• YOUR TASK
Range to reproduce from the entries below: the line with "deps.sort();", the line with "visiting.pop();", and every line in between. Give them exactly and give nothing else.

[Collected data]

########################################

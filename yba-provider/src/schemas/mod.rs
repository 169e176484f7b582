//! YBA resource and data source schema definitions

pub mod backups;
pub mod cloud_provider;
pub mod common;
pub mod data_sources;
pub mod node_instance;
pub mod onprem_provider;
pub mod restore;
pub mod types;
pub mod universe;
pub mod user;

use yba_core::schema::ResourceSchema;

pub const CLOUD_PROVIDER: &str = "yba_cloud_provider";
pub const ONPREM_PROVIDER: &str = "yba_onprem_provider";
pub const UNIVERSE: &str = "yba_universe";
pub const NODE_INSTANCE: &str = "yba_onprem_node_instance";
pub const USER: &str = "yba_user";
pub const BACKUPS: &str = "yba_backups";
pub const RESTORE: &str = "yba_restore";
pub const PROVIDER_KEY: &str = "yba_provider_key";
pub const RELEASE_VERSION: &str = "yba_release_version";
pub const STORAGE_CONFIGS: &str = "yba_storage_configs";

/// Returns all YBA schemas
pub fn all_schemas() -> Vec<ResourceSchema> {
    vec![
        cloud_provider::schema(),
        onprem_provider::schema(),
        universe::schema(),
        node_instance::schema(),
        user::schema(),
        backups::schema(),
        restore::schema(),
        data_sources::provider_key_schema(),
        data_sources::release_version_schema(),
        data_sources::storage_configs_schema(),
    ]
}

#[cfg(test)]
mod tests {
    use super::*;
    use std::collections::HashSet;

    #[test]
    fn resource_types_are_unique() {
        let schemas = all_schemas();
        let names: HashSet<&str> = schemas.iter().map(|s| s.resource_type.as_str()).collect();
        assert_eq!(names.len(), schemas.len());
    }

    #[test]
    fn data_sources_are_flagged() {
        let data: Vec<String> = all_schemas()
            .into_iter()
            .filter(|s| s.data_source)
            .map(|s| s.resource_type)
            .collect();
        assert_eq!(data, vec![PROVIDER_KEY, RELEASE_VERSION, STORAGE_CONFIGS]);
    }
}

########################################

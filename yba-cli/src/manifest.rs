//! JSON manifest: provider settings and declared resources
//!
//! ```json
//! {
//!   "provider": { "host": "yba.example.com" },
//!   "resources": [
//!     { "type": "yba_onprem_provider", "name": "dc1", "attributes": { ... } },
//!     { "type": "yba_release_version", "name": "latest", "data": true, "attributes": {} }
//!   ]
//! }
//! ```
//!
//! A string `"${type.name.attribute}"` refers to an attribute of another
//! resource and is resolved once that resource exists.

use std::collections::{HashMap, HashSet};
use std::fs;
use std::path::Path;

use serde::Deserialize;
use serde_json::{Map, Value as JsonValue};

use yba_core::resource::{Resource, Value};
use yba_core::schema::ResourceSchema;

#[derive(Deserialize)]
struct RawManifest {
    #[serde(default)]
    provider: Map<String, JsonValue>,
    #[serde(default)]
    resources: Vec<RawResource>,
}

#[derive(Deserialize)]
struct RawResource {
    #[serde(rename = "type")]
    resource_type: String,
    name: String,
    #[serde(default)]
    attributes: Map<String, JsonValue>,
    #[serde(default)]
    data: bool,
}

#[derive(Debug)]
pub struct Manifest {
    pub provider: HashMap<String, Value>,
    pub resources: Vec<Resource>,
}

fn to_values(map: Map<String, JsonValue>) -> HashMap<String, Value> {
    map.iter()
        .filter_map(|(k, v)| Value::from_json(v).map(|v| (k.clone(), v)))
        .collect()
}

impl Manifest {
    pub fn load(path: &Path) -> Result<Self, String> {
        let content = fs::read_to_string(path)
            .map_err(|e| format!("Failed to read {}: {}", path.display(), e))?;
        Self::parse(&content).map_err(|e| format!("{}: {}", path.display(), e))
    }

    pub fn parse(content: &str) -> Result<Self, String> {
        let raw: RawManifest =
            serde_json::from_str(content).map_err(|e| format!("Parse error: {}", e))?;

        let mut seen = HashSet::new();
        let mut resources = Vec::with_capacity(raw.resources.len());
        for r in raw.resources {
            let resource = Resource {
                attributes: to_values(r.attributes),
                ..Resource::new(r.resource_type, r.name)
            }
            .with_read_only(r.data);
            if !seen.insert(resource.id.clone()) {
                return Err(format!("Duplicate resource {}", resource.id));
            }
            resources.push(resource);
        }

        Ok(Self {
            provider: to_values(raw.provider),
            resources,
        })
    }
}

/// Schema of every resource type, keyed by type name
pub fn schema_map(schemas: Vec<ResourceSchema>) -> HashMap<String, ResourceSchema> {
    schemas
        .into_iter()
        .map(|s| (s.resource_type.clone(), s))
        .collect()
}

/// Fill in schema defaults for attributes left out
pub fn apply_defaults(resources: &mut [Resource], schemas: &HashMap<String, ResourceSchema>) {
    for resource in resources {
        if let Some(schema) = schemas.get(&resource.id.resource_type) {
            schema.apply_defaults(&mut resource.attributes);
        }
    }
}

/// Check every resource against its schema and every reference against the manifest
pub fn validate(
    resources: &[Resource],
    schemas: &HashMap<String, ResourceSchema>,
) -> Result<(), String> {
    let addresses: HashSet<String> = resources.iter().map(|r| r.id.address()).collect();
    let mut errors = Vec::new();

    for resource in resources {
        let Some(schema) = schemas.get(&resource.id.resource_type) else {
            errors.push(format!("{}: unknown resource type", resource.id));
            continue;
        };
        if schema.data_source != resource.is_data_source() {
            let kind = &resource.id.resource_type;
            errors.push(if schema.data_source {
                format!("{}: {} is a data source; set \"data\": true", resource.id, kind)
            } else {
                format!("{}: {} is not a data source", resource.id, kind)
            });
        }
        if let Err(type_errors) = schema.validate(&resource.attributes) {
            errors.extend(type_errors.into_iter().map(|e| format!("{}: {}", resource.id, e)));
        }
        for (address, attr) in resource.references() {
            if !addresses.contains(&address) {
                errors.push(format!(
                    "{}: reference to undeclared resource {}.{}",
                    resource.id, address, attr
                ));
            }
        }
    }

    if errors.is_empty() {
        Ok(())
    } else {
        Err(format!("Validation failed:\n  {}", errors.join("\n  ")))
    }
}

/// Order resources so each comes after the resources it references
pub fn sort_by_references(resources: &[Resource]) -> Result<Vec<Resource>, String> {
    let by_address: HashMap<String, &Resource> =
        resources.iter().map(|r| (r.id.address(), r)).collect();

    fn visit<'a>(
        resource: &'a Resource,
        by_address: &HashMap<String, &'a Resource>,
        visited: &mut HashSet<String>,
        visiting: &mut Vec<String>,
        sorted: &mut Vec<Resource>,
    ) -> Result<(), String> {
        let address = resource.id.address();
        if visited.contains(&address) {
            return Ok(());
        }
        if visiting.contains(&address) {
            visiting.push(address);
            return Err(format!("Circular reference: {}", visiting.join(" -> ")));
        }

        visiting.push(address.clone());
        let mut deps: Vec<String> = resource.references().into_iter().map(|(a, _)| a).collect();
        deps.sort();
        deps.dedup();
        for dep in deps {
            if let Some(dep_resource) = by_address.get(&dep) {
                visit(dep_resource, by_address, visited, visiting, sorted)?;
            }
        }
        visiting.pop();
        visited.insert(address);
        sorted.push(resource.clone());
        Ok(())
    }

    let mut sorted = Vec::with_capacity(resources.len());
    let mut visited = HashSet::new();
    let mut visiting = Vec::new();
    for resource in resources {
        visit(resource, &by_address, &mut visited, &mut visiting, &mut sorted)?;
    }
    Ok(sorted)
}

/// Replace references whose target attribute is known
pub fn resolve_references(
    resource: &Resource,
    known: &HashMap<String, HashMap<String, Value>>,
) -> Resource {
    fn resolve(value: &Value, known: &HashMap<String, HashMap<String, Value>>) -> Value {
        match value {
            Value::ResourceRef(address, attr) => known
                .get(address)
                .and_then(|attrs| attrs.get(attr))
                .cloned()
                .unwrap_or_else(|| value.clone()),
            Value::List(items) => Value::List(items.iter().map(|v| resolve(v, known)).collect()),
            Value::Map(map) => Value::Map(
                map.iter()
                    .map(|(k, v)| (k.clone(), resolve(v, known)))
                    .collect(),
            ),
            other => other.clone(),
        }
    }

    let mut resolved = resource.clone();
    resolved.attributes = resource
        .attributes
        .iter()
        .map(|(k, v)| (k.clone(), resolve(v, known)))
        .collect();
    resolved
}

########################################

• ANSWER FOR THE TASK
        deps.sort();
        deps.dedup();
        for dep in deps {
            if let Some(dep_resource) = by_address.get(&dep) {
                visit(dep_resource, by_address, visited, visiting, sorted)?;
            }
        }
        visiting.pop();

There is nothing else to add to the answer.